Verbal irony occurs when a sentence or passage in a text means the opposite of what it says. Stockton uses a good deal of verbal irony in this story, directing much of it at the king. For example, he writes the following:

When every member of his domestic and political systems moved smoothly in its appointed course, his nature was bland and genial; but, whenever there was a little hitch, and some of his orbs got out of their orbits, he was blander and more genial still, for nothing pleased him so much as to make the crooked straight and crush down uneven places.

By "blander still," Stockton actually means, ironically, that the king becomes crueler. This passage conveys the fact that the king enjoys crushing all dissent. He is a tyrant who has everything his own way. As the text says,

He was greatly given to self-communing, and, when he and himself agreed upon anything, the thing was done.

This shows that the king actually communes with no one and behaves as a dictator.

We also learn that,

By exhibitions of manly and beastly valor, the minds of his subjects were refined and cultured.

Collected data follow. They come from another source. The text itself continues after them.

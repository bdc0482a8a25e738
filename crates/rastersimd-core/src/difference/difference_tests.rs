//! Tests for the absolute difference family.

use super::*;
use crate::testing::{random_image, TestImage, BOUNDARY_WIDTHS};

#[cfg(target_arch = "x86_64")]
use crate::simd::detected_simd_level;

#[test]
fn test_ramp_against_zeros() {
    let ramp: Vec<u8> = (0..=16).collect();
    let zeros = [0u8; 17];
    let a = Raster::packed(&ramp, 17, 1).unwrap();
    let b = Raster::packed(&zeros, 17, 1).unwrap();
    assert_eq!(abs_difference_sum(&a, &b), 136);
    assert_eq!(abs_difference_sum(&b, &a), 136);
}

#[test]
fn test_identical_rasters_sum_to_zero() {
    for &width in &BOUNDARY_WIDTHS {
        let image = random_image(width, 4, 1, width as u64);
        let copy = TestImage::from_slice(width, 4, 0, &image.pixels());
        assert_eq!(abs_difference_sum(&image.view(), &copy.view()), 0, "width {width}");
    }
}

#[test]
fn test_sums_match_scalar_at_every_boundary_width() {
    for &width in &BOUNDARY_WIDTHS {
        for offset in [0, 1] {
            let a = random_image(width, 6, offset, width as u64);
            let b = random_image(width, 6, offset, width as u64 + 7);
            let mask_data: Vec<u8> = a.pixels().iter().map(|&v| v & 1).collect();
            let mask = TestImage::from_slice(width, 6, offset, &mask_data);
            let (a, b, mask) = (a.view(), b.view(), mask.view());

            assert_eq!(
                abs_difference_sum(&a, &b),
                scalar::abs_difference_sum(&a, &b),
                "width {width} offset {offset}"
            );
            assert_eq!(
                abs_difference_sum_masked(&a, &b, &mask, 1),
                scalar::abs_difference_sum_masked(&a, &b, &mask, 1),
                "masked width {width} offset {offset}"
            );
        }
    }
}

#[test]
fn test_masked_sum_with_absent_index_is_zero() {
    let a = random_image(40, 3, 0, 1);
    let b = random_image(40, 3, 0, 2);
    let mask = TestImage::from_fn(40, 3, 0, |_, _| 5u8);
    assert_eq!(abs_difference_sum_masked(&a.view(), &b.view(), &mask.view(), 4), 0);
    assert_eq!(
        abs_difference_sum_masked(&a.view(), &b.view(), &mask.view(), 5),
        abs_difference_sum(&a.view(), &b.view())
    );
}

#[test]
fn test_3x3_sums_match_scalar() {
    for width in [3usize, 17, 18, 19, 33, 34, 35, 66, 100] {
        for offset in [0, 1] {
            let current = random_image(width, 7, offset, width as u64);
            let background = random_image(width, 7, offset, width as u64 + 3);
            let mask_data: Vec<u8> = current.pixels().iter().map(|&v| v % 3).collect();
            let mask = TestImage::from_slice(width, 7, 1 - offset, &mask_data);
            let (current, background, mask) = (current.view(), background.view(), mask.view());

            assert_eq!(
                abs_difference_sums_3x3(&current, &background),
                scalar::abs_difference_sums_3x3(&current, &background),
                "width {width} offset {offset}"
            );
            assert_eq!(
                abs_difference_sums_3x3_masked(&current, &background, &mask, 2),
                scalar::abs_difference_sums_3x3_masked(&current, &background, &mask, 2),
                "masked width {width} offset {offset}"
            );
        }
    }
}

#[test]
fn test_3x3_center_of_identical_images_is_zero() {
    let image = random_image(50, 9, 0, 11);
    let sums = abs_difference_sums_3x3(&image.view(), &image.view());
    assert_eq!(sums[4], 0);
    assert!(sums.iter().enumerate().all(|(i, &s)| i == 4 || s > 0));
}

#[test]
fn test_3x3_shifted_background_matches_on_the_shift() {
    // background(y, x + 1) == current(y, x): only dy = 0, dx = +1 vanishes
    let (width, height) = (40, 6);
    let current = TestImage::from_fn(width, height, 0, |x, y| ((x * 7 + y * 13) % 251) as u8);
    let background = TestImage::from_fn(width, height, 0, |x, y| ((x.saturating_sub(1) * 7 + y * 13) % 251) as u8);
    let sums = abs_difference_sums_3x3(&current.view(), &background.view());
    assert_eq!(sums[5], 0);
}

#[test]
#[should_panic(expected = "3x3 raster")]
fn test_3x3_rejects_thin_rasters() {
    let data = [0u8; 8];
    let a = Raster::packed(&data, 4, 2).unwrap();
    let _ = abs_difference_sums_3x3(&a, &a);
}

#[test]
#[should_panic(expected = "different sizes")]
fn test_size_mismatch_panics() {
    let data = [0u8; 16];
    let a = Raster::packed(&data, 4, 4).unwrap();
    let b = Raster::packed(&data, 8, 2).unwrap();
    let _ = abs_difference_sum(&a, &b);
}

// =============================================================================
// Per-ISA kernels
// =============================================================================

#[cfg(target_arch = "x86_64")]
#[test]
fn test_isa_kernels_match_scalar() {
    let level = detected_simd_level();
    for &width in &BOUNDARY_WIDTHS {
        for offset in [0, 1] {
            let a = random_image(width, 5, offset, 300 + width as u64);
            let b = random_image(width, 5, offset, 400 + width as u64);
            let mask_data: Vec<u8> = a.pixels().iter().map(|&v| v % 3).collect();
            let mask = TestImage::from_slice(width, 5, offset, &mask_data);
            let (a, b, mask) = (a.view(), b.view(), mask.view());

            let sum = scalar::abs_difference_sum(&a, &b);
            let masked = scalar::abs_difference_sum_masked(&a, &b, &mask, 1);
            let sums = (width > 2).then(|| scalar::abs_difference_sums_3x3(&a, &b));
            let sums_masked = (width > 2).then(|| scalar::abs_difference_sums_3x3_masked(&a, &b, &mask, 2));

            if level.includes(SimdLevel::Sse41) && width >= sse41::A {
                // SAFETY: SSE4.1 detected; width >= 16.
                unsafe {
                    assert_eq!(sse41::abs_difference_sum(&a, &b), sum, "sse41 width {width}");
                    assert_eq!(sse41::abs_difference_sum_masked(&a, &b, &mask, 1), masked, "sse41 width {width}");
                }
            }
            if level.includes(SimdLevel::Sse41) && width >= sse41::A + 2 {
                // SAFETY: SSE4.1 detected; the interior holds a full vector.
                unsafe {
                    assert_eq!(Some(sse41::abs_difference_sums_3x3(&a, &b, None, 0)), sums);
                    assert_eq!(Some(sse41::abs_difference_sums_3x3(&a, &b, Some(&mask), 2)), sums_masked);
                }
            }
            if level.includes(SimdLevel::Avx2) && width >= avx2::A {
                // SAFETY: AVX2 detected; width >= 32.
                unsafe {
                    assert_eq!(avx2::abs_difference_sum(&a, &b), sum, "avx2 width {width}");
                    assert_eq!(avx2::abs_difference_sum_masked(&a, &b, &mask, 1), masked, "avx2 width {width}");
                }
            }
            if level.includes(SimdLevel::Avx2) && width >= avx2::A + 2 {
                // SAFETY: AVX2 detected; the interior holds a full vector.
                unsafe {
                    assert_eq!(Some(avx2::abs_difference_sums_3x3(&a, &b, None, 0)), sums);
                    assert_eq!(Some(avx2::abs_difference_sums_3x3(&a, &b, Some(&mask), 2)), sums_masked);
                }
            }
        }
    }
}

By this, Stockton means that the king offered the spectacle of a justice system in which opening one of two doors decided whether a person was guilty or innocent of a crime. If the person picked the wrong door, a hungry tiger would leap out and eat him in front of a huge amphitheater full of people. Obviously, such a barbaric and cruel spectacle would not make his subjects more refined or cultured. It would result in quite the opposite in fact. The people in this society were subjected to the whims of a tyrant.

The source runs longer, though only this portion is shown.